Soluble Aβ oligomers ultrastructurally localize to cell processes and might be related to synaptic dysfunction in Alzheimer's disease brain

• Published in: Brain research Vol. 1031; no. 2; pp. 222 - 228
• Main Authors: Kokubo, Hideko, Kayed, Rakez, Glabe, Charles G., Yamaguchi, Haruyasu
• Format: Journal Article
• Language: English
• Published: London Elsevier B.V 21.01.2005; Amsterdam Elsevier; New York, NY
• Subjects: Alzheimer; Amyloid β; Biological and medical sciences; Degenerative and inherited degenerative diseases of the nervous system. Leukodystrophies. Prion diseases; Immunoelectron microscope; Medical sciences; Neurology; Oligomer; Synapse; Disorders of the nervous system; Synapse; Oligomer; Alzheimer; Immunoelectron microscope; Amyloid β; Human; Nervous system diseases; Alzheimer disease; Cerebral disorder; β Amyloid protein; Ultrastructure; Central nervous system disease; Degenerative disease; Localization
• ISSN: 0006-8993; 1872-6240
• DOI: 10.1016/j.brainres.2004.10.041

Soluble Aβ oligomers have recently been considered to be responsible for cognitive dysfunction prior to senile plaque (SP) formation in Alzheimer's disease (AD) brain.
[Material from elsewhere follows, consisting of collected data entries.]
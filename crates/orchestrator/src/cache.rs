//! Content-addressable response cache with a fixed TTL.
//!
//! Keys are the SHA-256 of `normalized_message|agent|language`, where
//! normalization trims, lowercases, and collapses internal whitespace,
//! so "What is DNA?" and "  what  is dna? " share an entry. Entries
//! are owned exclusively by the cache; concurrent get/set is safe and
//! last-writer-wins on a key, which is acceptable because entries are
//! idempotent recomputations.

use sha2::{Digest, Sha256};
use std::collections::HashMap;
use std::time::{Duration, Instant};
use studymate_core::{AgentId, AgentResponse};
use studymate_config::CacheConfig;
use tokio::sync::RwLock;
use tracing::debug;

struct CacheEntry {
    response: AgentResponse,
    inserted_at: Instant,
}

pub struct ResponseCache {
    entries: RwLock<HashMap<String, CacheEntry>>,
    ttl: Duration,
    capacity: usize,
}

impl ResponseCache {
    pub fn new(config: &CacheConfig) -> Self {
        Self {
            entries: RwLock::new(HashMap::new()),
            ttl: Duration::from_secs(config.ttl_secs),
            capacity: config.capacity,
        }
    }

    /// Derive the cache key for a (message, agent, language) triple.
    pub fn key(message: &str, agent: AgentId, language: &str) -> String {
        let normalized = normalize(message);
        let mut hasher = Sha256::new();
        hasher.update(normalized.as_bytes());
        hasher.update(b"|");
        hasher.update(agent.as_str().as_bytes());
        hasher.update(b"|");
        hasher.update(language.as_bytes());
        let digest = hasher.finalize();
        let mut hex = String::with_capacity(digest.len() * 2);
        for byte in digest {
            use std::fmt::Write;
            let _ = write!(hex, "{byte:02x}");
        }
        hex
    }

    /// Look up a live entry. Expired entries are treated as misses
    /// (and left for the next insert sweep to collect).
    pub async fn get(&self, message: &str, agent: AgentId, language: &str) -> Option<AgentResponse> {
        let key = Self::key(message, agent, language);
        let entries = self.entries.read().await;
        let entry = entries.get(&key)?;
        if entry.inserted_at.elapsed() >= self.ttl {
            return None;
        }
        Some(entry.response.clone())
    }

    /// Insert a response. When at capacity, expired entries are swept
    /// first; if the cache is still full, the oldest entry is dropped.
    pub async fn insert(&self, message: &str, agent: AgentId, language: &str, response: AgentResponse) {
        let key = Self::key(message, agent, language);
        let mut entries = self.entries.write().await;

        if entries.len() >= self.capacity && !entries.contains_key(&key) {
            let before = entries.len();
            entries.retain(|_, e| e.inserted_at.elapsed() < self.ttl);
            debug!(swept = before - entries.len(), "Swept expired cache entries");

            if entries.len() >= self.capacity {
                if let Some(oldest) = entries
                    .iter()
                    .min_by_key(|(_, e)| e.inserted_at)
                    .map(|(k, _)| k.clone())
                {
                    entries.remove(&oldest);
                }
            }
        }

        entries.insert(
            key,
            CacheEntry {
                response,
                inserted_at: Instant::now(),
            },
        );
    }

    pub async fn len(&self) -> usize {
        self.entries.read().await.len()
    }

    pub async fn is_empty(&self) -> bool {
        self.entries.read().await.is_empty()
    }

    /// Drop every entry.
    pub async fn clear(&self) {
        self.entries.write().await.clear();
    }
}

/// Trim, lowercase, collapse runs of whitespace to single spaces.
fn normalize(message: &str) -> String {
    message
        .split_whitespace()
        .collect::<Vec<_>>()
        .join(" ")
        .to_lowercase()
}
//! Tool trait, registry, and executor.
//!
//! Tools are the side-effecting operations agents can ask the
//! reasoning backend to invoke mid-turn: create a task, save a
//! learning plan, list records. Arguments are validated against each
//! tool's declared schema before execution; caller identity travels in
//! [`InvocationMetadata`], never in the LLM-visible argument schema.

use crate::backend::ToolSpec;
use crate::error::ToolError;
use async_trait::async_trait;
use serde::{Deserialize, Serialize};
use serde_json::Value;
use std::collections::HashMap;
use tracing::warn;

/// A request to execute a tool, as produced by the reasoning backend.
#[derive(Debug, Clone, Serialize, Deserialize)]
pub struct ToolCall {
    /// Unique call ID (matches the backend's tool_call id)
    pub id: String,

    /// Name of the tool to execute
    pub name: String,

    /// Arguments as a JSON value
    pub arguments: Value,
}

/// The result of one tool execution. Failures are data, not errors:
/// one call's failure never aborts its siblings, and the error string
/// is folded back to the backend so it can apologize in natural
/// language.
#[derive(Debug, Clone, Serialize, Deserialize)]
pub struct ToolResult {
    /// The call ID this result is for
    pub call_id: String,

    /// Whether the tool executed successfully
    pub success: bool,

    /// Serialized payload on success, error string on failure
    pub output: String,
}

impl ToolResult {
    pub fn ok(call_id: impl Into<String>, output: impl Into<String>) -> Self {
        Self {
            call_id: call_id.into(),
            success: true,
            output: output.into(),
        }
    }

    pub fn failed(call_id: impl Into<String>, error: impl std::fmt::Display) -> Self {
        Self {
            call_id: call_id.into(),
            success: false,
            output: format!("Error: {error}"),
        }
    }
}

/// Caller identity for side effects — which caller's records to read
/// or mutate. Deliberately separate from the argument schema so the
/// backend cannot manipulate it.
#[derive(Debug, Clone, Default)]
pub struct InvocationMetadata {
    /// Stable caller identifier from the session collaborator.
    pub caller_id: String,

    /// Display name, when known.
    pub display_name: Option<String>,
}

impl InvocationMetadata {
    pub fn new(caller_id: impl Into<String>) -> Self {
        Self {
            caller_id: caller_id.into(),
            display_name: None,
        }
    }
}

/// The core Tool trait.
///
/// Each tool implements this and is registered in the [`ToolRegistry`].
/// `execute` returns the serialized JSON payload handed back to the
/// reasoning backend.
#[async_trait]
pub trait Tool: Send + Sync {
    /// The unique name of this tool (e.g., "create_task").
    fn name(&self) -> &str;

    /// A description of what this tool does (sent to the backend).
    fn description(&self) -> &str;

    /// JSON Schema describing this tool's arguments.
    fn parameters_schema(&self) -> Value;

    /// Execute the tool with validated arguments.
    async fn execute(&self, arguments: Value, meta: &InvocationMetadata)
    -> Result<String, ToolError>;

    /// Convert this tool into a spec for sending to the backend.
    fn to_spec(&self) -> ToolSpec {
        ToolSpec {
            name: self.name().to_string(),
            description: self.description().to_string(),
            parameters: self.parameters_schema(),
        }
    }
}

/// A registry of available tools. Read-only after startup; safe for
/// concurrent reads.
pub struct ToolRegistry {
    tools: HashMap<String, Box<dyn Tool>>,
}

impl ToolRegistry {
    pub fn new() -> Self {
        Self {
            tools: HashMap::new(),
        }
    }

    /// Register a tool. Replaces any existing tool with the same name.
    pub fn register(&mut self, tool: Box<dyn Tool>) {
        let name = tool.name().to_string();
        self.tools.insert(name, tool);
    }

    /// Get a tool by name.
    pub fn get(&self, name: &str) -> Option<&dyn Tool> {
        self.tools.get(name).map(|t| t.as_ref())
    }

    /// All tool specs (for sending to the backend).
    pub fn specs(&self) -> Vec<ToolSpec> {
        self.tools.values().map(|t| t.to_spec()).collect()
    }

    /// Specs for a named subset, in the order given. Unknown names are
    /// skipped.
    pub fn specs_for(&self, names: &[&str]) -> Vec<ToolSpec> {
        names
            .iter()
            .filter_map(|n| self.tools.get(*n).map(|t| t.to_spec()))
            .collect()
    }

    /// List all registered tool names.
    pub fn names(&self) -> Vec<&str> {
        self.tools.keys().map(|s| s.as_str()).collect()
    }

    /// Execute a single call: look up the tool, validate arguments
    /// against its schema, run it.
    pub async fn execute(
        &self,
        call: &ToolCall,
        meta: &InvocationMetadata,
    ) -> Result<String, ToolError> {
        let tool = self
            .tools
            .get(&call.name)
            .ok_or_else(|| ToolError::NotFound(call.name.clone()))?;

        validate_arguments(&tool.parameters_schema(), &call.arguments)?;
        tool.execute(call.arguments.clone(), meta).await
    }

    /// Execute a batch of calls independently: one call's failure does
    /// not abort its siblings. Every input call yields exactly one
    /// result carrying its call id.
    pub async fn execute_batch(
        &self,
        calls: &[ToolCall],
        meta: &InvocationMetadata,
    ) -> Vec<ToolResult> {
        let mut results = Vec::with_capacity(calls.len());
        for call in calls {
            match self.execute(call, meta).await {
                Ok(output) => results.push(ToolResult::ok(&call.id, output)),
                Err(e) => {
                    warn!(tool = %call.name, call_id = %call.id, error = %e, "Tool call failed");
                    results.push(ToolResult::failed(&call.id, e));
                }
            }
        }
        results
    }
}

impl Default for ToolRegistry {
    fn default() -> Self {
        Self::new()
    }
}

/// Validate a JSON argument object against a tool's declared schema.
///
/// Checks that the arguments form an object, that every `required`
/// property is present, and that declared property types match. Schema
/// features beyond that are accepted as-is.
pub fn validate_arguments(schema: &Value, arguments: &Value) -> Result<(), ToolError> {
    let Some(args) = arguments.as_object() else {
        return Err(ToolError::InvalidArguments(
            "arguments must be a JSON object".into(),
        ));
    };

    if let Some(required) = schema.get("required").and_then(Value::as_array) {
        for key in required.iter().filter_map(Value::as_str) {
            if !args.contains_key(key) {
                return Err(ToolError::InvalidArguments(format!(
                    "missing required argument '{key}'"
                )));
            }
        }
    }

    if let Some(props) = schema.get("properties").and_then(Value::as_object) {
        for (key, value) in args {
            let Some(expected) = props.get(key).and_then(|p| p.get("type")).and_then(Value::as_str)
            else {
                continue;
            };
            let matches = match expected {
                "string" => value.is_string(),
                "number" => value.is_number(),
                "integer" => value.is_i64() || value.is_u64(),
                "boolean" => value.is_boolean(),
                "array" => value.is_array(),
                "object" => value.is_object(),
                _ => true,
            };
            if !matches {
                return Err(ToolError::InvalidArguments(format!(
                    "argument '{key}' must be of type {expected}"
                )));
            }
        }
    }

    Ok(())
}
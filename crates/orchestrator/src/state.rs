//! Pipeline state and the patch reconciliation rule.
//!
//! Each pipeline node returns a [`StatePatch`], not a whole state.
//! Reconciliation is replace-if-present for every field except
//! `context`, which merges key-by-key with the patch winning on
//! conflicts. That merge is what carries caller identity and
//! personalization introduced before routing into the process stage
//! untouched.

use studymate_core::{AgentId, AgentResponse, ChatMessage, RequestContext, RoutingDecision};

/// The full state threaded through one request's pipeline run.
#[derive(Debug, Clone, Default)]
pub struct PipelineState {
    /// Conversation history plus the current user message.
    pub messages: Vec<ChatMessage>,

    /// The agent chosen by the route node.
    pub current_agent: Option<AgentId>,

    /// The route node's full decision.
    pub routing: Option<RoutingDecision>,

    /// The process node's output.
    pub response: Option<AgentResponse>,

    /// Response language (ISO 639-1).
    pub language: String,

    /// Per-request context bag.
    pub context: RequestContext,
}

impl PipelineState {
    /// Apply a partial update.
    pub fn apply(&mut self, patch: StatePatch) {
        if let Some(messages) = patch.messages {
            self.messages = messages;
        }
        if let Some(agent) = patch.current_agent {
            self.current_agent = Some(agent);
        }
        if let Some(routing) = patch.routing {
            self.routing = Some(routing);
        }
        if let Some(response) = patch.response {
            self.response = Some(response);
        }
        if let Some(language) = patch.language {
            self.language = language;
        }
        if let Some(context) = patch.context {
            self.context.merge(&context);
        }
    }
}

/// A partial state update produced by one pipeline node.
#[derive(Debug, Clone, Default)]
pub struct StatePatch {
    pub messages: Option<Vec<ChatMessage>>,
    pub current_agent: Option<AgentId>,
    pub routing: Option<RoutingDecision>,
    pub response: Option<AgentResponse>,
    pub language: Option<String>,
    pub context: Option<RequestContext>,
}

impl StatePatch {
    /// The route node's output.
    pub fn routed(decision: RoutingDecision) -> Self {
        Self {
            current_agent: Some(decision.agent),
            routing: Some(decision),
            ..Self::default()
        }
    }

    /// The process node's output.
    pub fn responded(response: AgentResponse) -> Self {
        Self {
            response: Some(response),
            ..Self::default()
        }
    }
}
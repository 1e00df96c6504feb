//! Reasoning backend adapters for StudyMate.
//!
//! `HttpBackend` speaks the OpenAI-compatible `/chat/completions`
//! protocol, which covers the vast majority of hosted and local
//! inference services. `BackendPool` holds one shared handle per
//! generation profile so each configuration is initialized exactly
//! once and reused across concurrent requests.

pub mod http;
pub mod pool;

pub use http::HttpBackend;
pub use pool::{BackendPool, build_from_config};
To investigate the ultrastructural localization of soluble Aβ oligomers, we conducted the post-embedding immunoelectron microscopic (IEM) study using an antibody against a molecular mimic of oligomeric Aβ. We examined autopsied brains from AD patients and nondemented subjects. Oligomer-specific immunoreactions detected by IEM tended to be found with higher density (1) in AD than in nondemented brains and (2) at the axon and axon terminal in AD than in nondemented brains. These findings imply that soluble Aβ oligomers might be related to synaptic dysfunction in AD brain.